As questões da transparência não têm a ver com suspeição. Têm a ver com percepção. E a percepção que os madeirenses têm da actividade política é péssima. A transparência é crucial para construir e manter a confiança do público nos seus líderes e instituições. Quando os políticos agem de maneira aberta e as suas decisões e políticas são facilmente acessíveis e compreensíveis para o público, isso gera uma sensação de responsabilidade e confiabilidade. Em contrapartida, a falta de transparência leva ao ceticismo, à desconfiança e a um afastamento entre os cidadãos e os seus representantes.

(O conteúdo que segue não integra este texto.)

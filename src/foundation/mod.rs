//! Shared primitives: pixel buffers, UV boxes, errors and byte math.

pub mod core;
pub mod error;
pub(crate) mod math;
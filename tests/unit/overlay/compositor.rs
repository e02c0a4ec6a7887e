use super::*;
use crate::foundation::core::{UV_EPSILON, Vec3};

fn mesh() -> MeshNode {
    MeshNode::new(
        "panel",
        vec![Vec3::ZERO, Vec3::X, Vec3::Y],
        vec![0, 1, 2],
    )
    .with_uvs(vec![Vec2::new(0.2, 0.5), Vec2::new(0.6, 0.5), Vec2::new(0.2, 0.75)])
}

fn image(v: u8) -> Arc<PixelBuffer> {
    Arc::new(PixelBuffer::filled(2, 2, [v, v, v, 255]).unwrap())
}

fn assert_close(a: Vec2, b: Vec2) {
    assert!((a - b).length() < 1e-4, "{a:?} != {b:?}");
}

#[test]
fn mapping_stretches_image_over_bounds() {
    let bounds = UvBounds {
        u_min: 0.2,
        u_max: 0.6,
        v_min: 0.5,
        v_max: 0.75,
    };
    let (repeat, offset) = texture_mapping(bounds);
    assert_close(repeat, Vec2::new(2.5, 4.0));
    assert_close(offset, Vec2::new(-0.5, -2.0));

    let mut node = mesh();
    bind(&mut node, bounds, image(10), false);
    let tex = &node.overlay().unwrap().texture;
    assert_close(tex.map_uv(Vec2::new(0.2, 0.5)), Vec2::ZERO);
    assert_close(tex.map_uv(Vec2::new(0.6, 0.75)), Vec2::ONE);
}

#[test]
fn degenerate_bounds_stay_finite() {
    let bounds = UvBounds {
        u_min: 0.5,
        u_max: 0.5,
        v_min: 0.1,
        v_max: 0.1,
    };
    let (repeat, offset) = texture_mapping(bounds);
    assert!(repeat.is_finite());
    assert!(offset.is_finite());
    assert_eq!(repeat, Vec2::splat(1.0 / UV_EPSILON));
}

#[test]
fn rebinding_keeps_one_overlay_and_its_handle() {
    let mut node = mesh();
    let bounds = node.uv_bounds().unwrap();

    assert_eq!(bind(&mut node, bounds, image(10), false), BindOutcome::Created);
    let first = node.overlay().unwrap().texture.handle();

    assert_eq!(bind(&mut node, bounds, image(20), true), BindOutcome::Updated);
    assert_eq!(bind(&mut node, bounds, image(30), false), BindOutcome::Updated);

    let overlay = node.overlay().unwrap();
    assert_eq!(overlay.texture.handle(), first);
    assert_eq!(overlay.texture.generation(), 2);
    assert_eq!(overlay.texture.image().pixel(0, 0), [30, 30, 30, 255]);
    assert_eq!(overlay.material, OverlayMaterial::default());
}

#[test]
fn preserve_mapping_ignores_new_bounds() {
    let mut node = mesh();
    let original = node.uv_bounds().unwrap();
    bind(&mut node, original, image(1), false);
    let before = node.overlay().unwrap().texture.repeat();

    let other = UvBounds {
        u_min: 0.0,
        u_max: 1.0,
        v_min: 0.0,
        v_max: 1.0,
    };
    bind(&mut node, other, image(2), true);
    assert_eq!(node.overlay().unwrap().texture.repeat(), before);

    bind(&mut node, other, image(3), false);
    assert_close(node.overlay().unwrap().texture.repeat(), Vec2::ONE);
}

#[test]
fn material_defaults_match_overlay_pass() {
    let m = OverlayMaterial::default();
    assert_eq!(m.blend, OverlayBlend::Multiply);
    assert!(m.depth_test);
    assert!(!m.depth_write);
    assert_eq!(m.render_order, 999);
    assert_eq!(m.polygon_offset, PolygonOffset { factor: -1.0, units: -1.0 });
    assert!(m.premultiplied_alpha);
}

#[test]
fn distinct_meshes_get_distinct_handles() {
    let mut a = mesh();
    let mut b = mesh();
    let bounds = a.uv_bounds().unwrap();
    bind(&mut a, bounds, image(1), false);
    bind(&mut b, bounds, image(1), false);
    assert_ne!(
        a.overlay().unwrap().texture.handle(),
        b.overlay().unwrap().texture.handle()
    );
}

A transparência fortalece a legitimidade da democracia. Um sistema político transparente é visto como mais justo e legítimo aos olhos de todos. Quando as pessoas acreditam que o seu governo age de maneira aberta e justa, são mais propensas a apoiar e respeitar as decisões tomadas, mesmo que não concordem totalmente com elas.

A implementação de um Portal de Transparência, como o proposto, reforçaria a premissa de que a verdade é um pilar essencial na política. Seja prevenindo abusos de poder, gerenciando crises ou garantindo eleições justas, a transparência e a honestidade são cruciais para a integridade e eficácia da governança. A verdade, portanto, não é apenas uma questão moral, mas uma necessidade pragmática para o funcionamento saudável da democracia.

5. Promover a verdade e combater a desinformação na política requer uma abordagem multifacetada que passa pela educação, legislação e tecnologia. Ao implementar soluções como a proposta, de maneira integrada e equilibrada, fortalecemos a integridade da política e da democracia. A verdade não é apenas uma questão de ética, mas uma necessidade prática para a saúde e o bem-estar de uma sociedade informada e engajada. Não há meia transparência. Não há meio-termo.